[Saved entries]

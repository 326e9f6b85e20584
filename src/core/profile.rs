//! Profile operations - the one-to-one public profile attached to each user.

use crate::{
    core::user::require_user,
    entities::{
        Profile,
        profile::{self, BIOGRAPHY_MAX, SHORT_TEXT_MAX},
    },
    errors::{Error, Result},
};
use sea_orm::{Set, TransactionTrait, prelude::*};
use tracing::debug;

/// Editable profile fields. `None` clears the field.
#[derive(Debug, Clone, Default, PartialEq, Eq)]
pub struct ProfileFields {
    pub description: Option<String>,
    pub avatar: Option<String>,
    pub biography: Option<String>,
}

fn check_length(field: &str, value: Option<&String>, max: usize) -> Result<()> {
    match value {
        Some(text) if text.chars().count() > max => Err(Error::validation(format!(
            "{field} cannot exceed {max} characters"
        ))),
        _ => Ok(()),
    }
}

impl ProfileFields {
    fn validate(&self) -> Result<()> {
        check_length("Description", self.description.as_ref(), SHORT_TEXT_MAX)?;
        check_length("Avatar", self.avatar.as_ref(), SHORT_TEXT_MAX)?;
        check_length("Biography", self.biography.as_ref(), BIOGRAPHY_MAX)
    }
}

/// Inserts a profile row for `user_id`.
///
/// Registration already creates one; a second insert for the same user is
/// rejected by the unique constraint on `id_usuario`.
pub async fn create_profile(
    db: &DatabaseConnection,
    user_id: i32,
    fields: ProfileFields,
) -> Result<profile::Model> {
    fields.validate()?;

    profile::ActiveModel {
        user_id: Set(user_id),
        description: Set(fields.description),
        avatar: Set(fields.avatar),
        biography: Set(fields.biography),
        ..Default::default()
    }
    .insert(db)
    .await
    .map_err(Into::into)
}

/// Returns the profile of `user_id`, if any.
pub async fn get_profile_for_user(
    db: &DatabaseConnection,
    user_id: i32,
) -> Result<Option<profile::Model>> {
    Profile::find()
        .filter(profile::Column::UserId.eq(user_id))
        .one(db)
        .await
        .map_err(Into::into)
}

/// Replaces the editable fields of a user's profile, creating the row if it is missing.
pub async fn update_profile(
    db: &DatabaseConnection,
    user_id: i32,
    fields: ProfileFields,
) -> Result<profile::Model> {
    fields.validate()?;

    let txn = db.begin().await?;
    require_user(&txn, user_id).await?;

    let existing = Profile::find()
        .filter(profile::Column::UserId.eq(user_id))
        .one(&txn)
        .await?;

    let saved = if let Some(profile) = existing {
        let mut active_model: profile::ActiveModel = profile.into();
        active_model.description = Set(fields.description);
        active_model.avatar = Set(fields.avatar);
        active_model.biography = Set(fields.biography);
        active_model.update(&txn).await?
    } else {
        profile::ActiveModel {
            user_id: Set(user_id),
            description: Set(fields.description),
            avatar: Set(fields.avatar),
            biography: Set(fields.biography),
            ..Default::default()
        }
        .insert(&txn)
        .await?
    };

    txn.commit().await?;

    debug!(user_id, "Profile updated");
    Ok(saved)
}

**TASK PROMPT:** For every line of the entries above that holds "core", add one to a tally, and report only the final count.

**RESULT FOR THIS TASK:** 2